[Saved entries]
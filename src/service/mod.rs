//! Service layer owning a single port binding.
//!
//! `PortService` is the façade applications talk to. It owns the disconnect
//! handler, hands the binding a weak reference to it, and serializes every
//! operation through one lock so the binding only ever sees one caller.
//!
//! # Architecture
//!
//! ```text
//! caller ──> PortService ──> tokio::Mutex<Box<dyn PortBinding>> ──> driver
//!                 ▲                                                   │
//!                 └──────────── disconnect handler (Weak) ◄───────────┘
//! ```

use crate::config::{Config, SerialConfig};
use crate::driver::{create_binding, create_enumerator};
use crate::port::{
    BindingOptions, BindingResult, ControlFlags, DisconnectFn, MockRegistry, ModemStatus,
    OpenOptions, PortBinding, PortEnumerator, PortInfo, PortPath, UpdateOptions,
};
use std::sync::atomic::{AtomicU64, Ordering};
use std::sync::Arc;
use tokio::sync::{Mutex, Notify};
use tokio::task::JoinHandle;

/// Façade over one binding. Clones share the same binding.
#[derive(Clone)]
pub struct PortService {
    inner: Arc<ServiceInner>,
}

struct ServiceInner {
    binding: Mutex<Box<dyn PortBinding>>,
    enumerator: Box<dyn PortEnumerator>,
    serial: SerialConfig,
    /// Keeps the handler alive; the binding only holds a `Weak`.
    _handler: Arc<DisconnectFn>,
    disconnects: Arc<AtomicU64>,
    disconnected: Arc<Notify>,
    /// Bumped on every successful open.
    session: Arc<AtomicU64>,
    /// Session that was live when the last disconnect was reported.
    lost_session: Arc<AtomicU64>,
}

impl Drop for ServiceInner {
    fn drop(&mut self) {
        // Lets a recovery task observe that the service is gone.
        self.disconnected.notify_one();
    }
}

impl PortService {
    /// Create a service around the binding built by `make_binding`.
    pub fn new<F>(make_binding: F, enumerator: Box<dyn PortEnumerator>) -> BindingResult<Self>
    where
        F: FnOnce(BindingOptions) -> BindingResult<Box<dyn PortBinding>>,
    {
        Self::build(make_binding, enumerator, SerialConfig::default())
    }

    /// Create a service using the configured driver and serial defaults.
    ///
    /// `registry` backs the mock driver and is ignored by the native one.
    pub fn from_config(config: &Config, registry: &MockRegistry) -> BindingResult<Self> {
        let kind = config.binding.driver;
        let settings = config.serial.native_settings();
        Self::build(
            |options| create_binding(kind, options, registry, settings),
            create_enumerator(kind, registry),
            config.serial.clone(),
        )
    }

    fn build<F>(
        make_binding: F,
        enumerator: Box<dyn PortEnumerator>,
        serial: SerialConfig,
    ) -> BindingResult<Self>
    where
        F: FnOnce(BindingOptions) -> BindingResult<Box<dyn PortBinding>>,
    {
        let disconnects = Arc::new(AtomicU64::new(0));
        let disconnected = Arc::new(Notify::new());
        let session = Arc::new(AtomicU64::new(0));
        let lost_session = Arc::new(AtomicU64::new(0));

        // Runs inside a binding call, so `session` is the one that was lost.
        let handler: Arc<DisconnectFn> = {
            let disconnects = Arc::clone(&disconnects);
            let disconnected = Arc::clone(&disconnected);
            let session = Arc::clone(&session);
            let lost_session = Arc::clone(&lost_session);
            Arc::new(move || {
                lost_session.store(session.load(Ordering::SeqCst), Ordering::SeqCst);
                disconnects.fetch_add(1, Ordering::SeqCst);
                disconnected.notify_one();
            })
        };
        let binding = make_binding(BindingOptions::with_handler(&handler))?;

        Ok(Self {
            inner: Arc::new(ServiceInner {
                binding: Mutex::new(binding),
                enumerator,
                serial,
                _handler: handler,
                disconnects,
                disconnected,
                session,
                lost_session,
            }),
        })
    }

    /// Snapshot of the ports the driver can open.
    pub async fn list(&self) -> BindingResult<Vec<PortInfo>> {
        Ok(self.inner.enumerator.list().await?.collect())
    }

    /// Resolve a port name through the configured aliases.
    pub fn resolve_path(&self, name: &str) -> BindingResult<PortPath> {
        self.inner.serial.resolve_path(name)
    }

    /// Open options carrying the configured baud rate and lock default.
    pub fn default_options(&self) -> BindingResult<OpenOptions> {
        self.inner.serial.open_options()
    }

    pub async fn is_open(&self) -> bool {
        self.inner.binding.lock().await.is_open()
    }

    /// Open `name` (a path or alias) with `options`.
    pub async fn open(&self, name: &str, options: OpenOptions) -> BindingResult<()> {
        let path = self.resolve_path(name)?;
        let mut binding = self.inner.binding.lock().await;
        binding.open(path, options).await?;
        self.inner.session.fetch_add(1, Ordering::SeqCst);
        Ok(())
    }

    /// Open `name` with the configured defaults.
    pub async fn open_default(&self, name: &str) -> BindingResult<()> {
        let options = self.default_options()?;
        self.open(name, options).await
    }

    pub async fn close(&self) -> BindingResult<()> {
        self.inner.binding.lock().await.close().await
    }

    pub async fn read(
        &self,
        buffer: &mut [u8],
        offset: usize,
        length: usize,
    ) -> BindingResult<usize> {
        self.inner
            .binding
            .lock()
            .await
            .read(buffer, offset, length)
            .await
    }

    pub async fn write(&self, buffer: &[u8]) -> BindingResult<()> {
        self.inner.binding.lock().await.write(buffer).await
    }

    pub async fn update(&self, options: UpdateOptions) -> BindingResult<()> {
        self.inner.binding.lock().await.update(options).await
    }

    pub async fn set(&self, flags: ControlFlags) -> BindingResult<()> {
        self.inner.binding.lock().await.set(flags).await
    }

    pub async fn get(&self) -> BindingResult<ModemStatus> {
        self.inner.binding.lock().await.get().await
    }

    pub async fn flush(&self) -> BindingResult<()> {
        self.inner.binding.lock().await.flush().await
    }

    pub async fn drain(&self) -> BindingResult<()> {
        self.inner.binding.lock().await.drain().await
    }

    /// Number of disconnects the binding has reported.
    pub fn disconnect_count(&self) -> u64 {
        self.inner.disconnects.load(Ordering::SeqCst)
    }

    /// Close the binding after a disconnect. Errors are expected here, the
    /// driver usually closed itself already, and are only logged.
    pub async fn recover_from_disconnect(&self) {
        let mut binding = self.inner.binding.lock().await;
        close_after_disconnect(&mut **binding).await;
    }

    /// Like [`recover_from_disconnect`], but leaves alone a session opened
    /// after the disconnect was reported.
    ///
    /// [`recover_from_disconnect`]: Self::recover_from_disconnect
    async fn recover_lost_session(&self) {
        let mut binding = self.inner.binding.lock().await;
        let current = self.inner.session.load(Ordering::SeqCst);
        let lost = self.inner.lost_session.load(Ordering::SeqCst);
        if current != lost {
            tracing::debug!(current, lost, "Port reopened since disconnect, keeping it");
            return;
        }
        close_after_disconnect(&mut **binding).await;
    }

    /// Spawn a task that closes the disconnected session after every
    /// disconnect. A port reopened in the meantime is kept open. The task
    /// ends once every clone of the service is dropped.
    pub fn spawn_recovery(&self) -> JoinHandle<()> {
        let disconnected = Arc::clone(&self.inner.disconnected);
        let inner = Arc::downgrade(&self.inner);
        tokio::spawn(async move {
            loop {
                disconnected.notified().await;
                let Some(inner) = inner.upgrade() else {
                    break;
                };
                PortService { inner }.recover_lost_session().await;
            }
            tracing::debug!("Disconnect recovery task finished");
        })
    }
}

async fn close_after_disconnect(binding: &mut dyn PortBinding) {
    match binding.close().await {
        Ok(()) => tracing::info!("Closed port after disconnect"),
        Err(err) => tracing::debug!(error = %err, "Ignoring close error after disconnect"),
    }
}

impl std::fmt::Debug for PortService {
    fn fmt(&self, f: &mut std::fmt::Formatter<'_>) -> std::fmt::Result {
        f.debug_struct("PortService")
            .field("disconnects", &self.disconnect_count())
            .finish_non_exhaustive()
    }
}

// ========== Tests ==========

> [TASK OBJECTIVE]
While keeping every line the same, please copy out all the records.

> [EXERCISE ANSWER]
filename src/service/mod.rs
//! Service layer owning a single port binding.
//!
//! `PortService` is the façade applications talk to. It owns the disconnect
//! handler, hands the binding a weak reference to it, and serializes every
//! operation through one lock so the binding only ever sees one caller.
//!
//! # Architecture
//!
//! ```text
//! caller ──> PortService ──> tokio::Mutex<Box<dyn PortBinding>> ──> driver
//!                 ▲                                                   │
//!                 └──────────── disconnect handler (Weak) ◄───────────┘
//! ```

use crate::config::{Config, SerialConfig};
use crate::driver::{create_binding, create_enumerator};
use crate::port::{
    BindingOptions, BindingResult, ControlFlags, DisconnectFn, MockRegistry, ModemStatus,
    OpenOptions, PortBinding, PortEnumerator, PortInfo, PortPath, UpdateOptions,
};
use std::sync::atomic::{AtomicU64, Ordering};
use std::sync::Arc;
use tokio::sync::{Mutex, Notify};
use tokio::task::JoinHandle;

/// Façade over one binding. Clones share the same binding.
#[derive(Clone)]
pub struct PortService {
    inner: Arc<ServiceInner>,
}

struct ServiceInner {
    binding: Mutex<Box<dyn PortBinding>>,
    enumerator: Box<dyn PortEnumerator>,
    serial: SerialConfig,
    /// Keeps the handler alive; the binding only holds a `Weak`.
    _handler: Arc<DisconnectFn>,
    disconnects: Arc<AtomicU64>,
    disconnected: Arc<Notify>,
    /// Bumped on every successful open.
    session: Arc<AtomicU64>,
    /// Session that was live when the last disconnect was reported.
    lost_session: Arc<AtomicU64>,
}

impl Drop for ServiceInner {
    fn drop(&mut self) {
        // Lets a recovery task observe that the service is gone.
        self.disconnected.notify_one();
    }
}

impl PortService {
    /// Create a service around the binding built by `make_binding`.
    pub fn new<F>(make_binding: F, enumerator: Box<dyn PortEnumerator>) -> BindingResult<Self>
    where
        F: FnOnce(BindingOptions) -> BindingResult<Box<dyn PortBinding>>,
    {
        Self::build(make_binding, enumerator, SerialConfig::default())
    }

    /// Create a service using the configured driver and serial defaults.
    ///
    /// `registry` backs the mock driver and is ignored by the native one.
    pub fn from_config(config: &Config, registry: &MockRegistry) -> BindingResult<Self> {
        let kind = config.binding.driver;
        let settings = config.serial.native_settings();
        Self::build(
            |options| create_binding(kind, options, registry, settings),
            create_enumerator(kind, registry),
            config.serial.clone(),
        )
    }

    fn build<F>(
        make_binding: F,
        enumerator: Box<dyn PortEnumerator>,
        serial: SerialConfig,
    ) -> BindingResult<Self>
    where
        F: FnOnce(BindingOptions) -> BindingResult<Box<dyn PortBinding>>,
    {
        let disconnects = Arc::new(AtomicU64::new(0));
        let disconnected = Arc::new(Notify::new());
        let session = Arc::new(AtomicU64::new(0));
        let lost_session = Arc::new(AtomicU64::new(0));

        // Runs inside a binding call, so `session` is the one that was lost.
        let handler: Arc<DisconnectFn> = {
            let disconnects = Arc::clone(&disconnects);
            let disconnected = Arc::clone(&disconnected);
            let session = Arc::clone(&session);
            let lost_session = Arc::clone(&lost_session);
            Arc::new(move || {
                lost_session.store(session.load(Ordering::SeqCst), Ordering::SeqCst);
                disconnects.fetch_add(1, Ordering::SeqCst);
                disconnected.notify_one();
            })
        };
        let binding = make_binding(BindingOptions::with_handler(&handler))?;

        Ok(Self {
            inner: Arc::new(ServiceInner {
                binding: Mutex::new(binding),
                enumerator,
                serial,
                _handler: handler,
                disconnects,
                disconnected,
                session,
                lost_session,
            }),
        })
    }

    /// Snapshot of the ports the driver can open.
    pub async fn list(&self) -> BindingResult<Vec<PortInfo>> {
        Ok(self.inner.enumerator.list().await?.collect())
    }

    /// Resolve a port name through the configured aliases.
    pub fn resolve_path(&self, name: &str) -> BindingResult<PortPath> {
        self.inner.serial.resolve_path(name)
    }

    /// Open options carrying the configured baud rate and lock default.
    pub fn default_options(&self) -> BindingResult<OpenOptions> {
        self.inner.serial.open_options()
    }

    pub async fn is_open(&self) -> bool {
        self.inner.binding.lock().await.is_open()
    }

    /// Open `name` (a path or alias) with `options`.
    pub async fn open(&self, name: &str, options: OpenOptions) -> BindingResult<()> {
        let path = self.resolve_path(name)?;
        let mut binding = self.inner.binding.lock().await;
        binding.open(path, options).await?;
        self.inner.session.fetch_add(1, Ordering::SeqCst);
        Ok(())
    }

    /// Open `name` with the configured defaults.
    pub async fn open_default(&self, name: &str) -> BindingResult<()> {
        let options = self.default_options()?;
        self.open(name, options).await
    }

    pub async fn close(&self) -> BindingResult<()> {
        self.inner.binding.lock().await.close().await
    }

    pub async fn read(
        &self,
        buffer: &mut [u8],
        offset: usize,
        length: usize,
    ) -> BindingResult<usize> {
        self.inner
            .binding
            .lock()
            .await
            .read(buffer, offset, length)
            .await
    }

    pub async fn write(&self, buffer: &[u8]) -> BindingResult<()> {
        self.inner.binding.lock().await.write(buffer).await
    }

    pub async fn update(&self, options: UpdateOptions) -> BindingResult<()> {
        self.inner.binding.lock().await.update(options).await
    }

    pub async fn set(&self, flags: ControlFlags) -> BindingResult<()> {
        self.inner.binding.lock().await.set(flags).await
    }

    pub async fn get(&self) -> BindingResult<ModemStatus> {
        self.inner.binding.lock().await.get().await
    }

    pub async fn flush(&self) -> BindingResult<()> {
        self.inner.binding.lock().await.flush().await
    }

    pub async fn drain(&self) -> BindingResult<()> {
        self.inner.binding.lock().await.drain().await
    }

    /// Number of disconnects the binding has reported.
    pub fn disconnect_count(&self) -> u64 {
        self.inner.disconnects.load(Ordering::SeqCst)
    }

    /// Close the binding after a disconnect. Errors are expected here, the
    /// driver usually closed itself already, and are only logged.
    pub async fn recover_from_disconnect(&self) {
        let mut binding = self.inner.binding.lock().await;
        close_after_disconnect(&mut **binding).await;
    }

    /// Like [`recover_from_disconnect`], but leaves alone a session opened
    /// after the disconnect was reported.
    ///
    /// [`recover_from_disconnect`]: Self::recover_from_disconnect
    async fn recover_lost_session(&self) {
        let mut binding = self.inner.binding.lock().await;
        let current = self.inner.session.load(Ordering::SeqCst);
        let lost = self.inner.lost_session.load(Ordering::SeqCst);
        if current != lost {
            tracing::debug!(current, lost, "Port reopened since disconnect, keeping it");
            return;
        }
        close_after_disconnect(&mut **binding).await;
    }

    /// Spawn a task that closes the disconnected session after every
    /// disconnect. A port reopened in the meantime is kept open. The task
    /// ends once every clone of the service is dropped.
    pub fn spawn_recovery(&self) -> JoinHandle<()> {
        let disconnected = Arc::clone(&self.inner.disconnected);
        let inner = Arc::downgrade(&self.inner);
        tokio::spawn(async move {
            loop {
                disconnected.notified().await;
                let Some(inner) = inner.upgrade() else {
                    break;
                };
                PortService { inner }.recover_lost_session().await;
            }
            tracing::debug!("Disconnect recovery task finished");
        })
    }
}

async fn close_after_disconnect(binding: &mut dyn PortBinding) {
    match binding.close().await {
        Ok(()) => tracing::info!("Closed port after disconnect"),
        Err(err) => tracing::debug!(error = %err, "Ignoring close error after disconnect"),
    }
}

impl std::fmt::Debug for PortService {
    fn fmt(&self, f: &mut std::fmt::Formatter<'_>) -> std::fmt::Result {
        f.debug_struct("PortService")
            .field("disconnects", &self.disconnect_count())
            .finish_non_exhaustive()
    }
}

// ========== Tests ==========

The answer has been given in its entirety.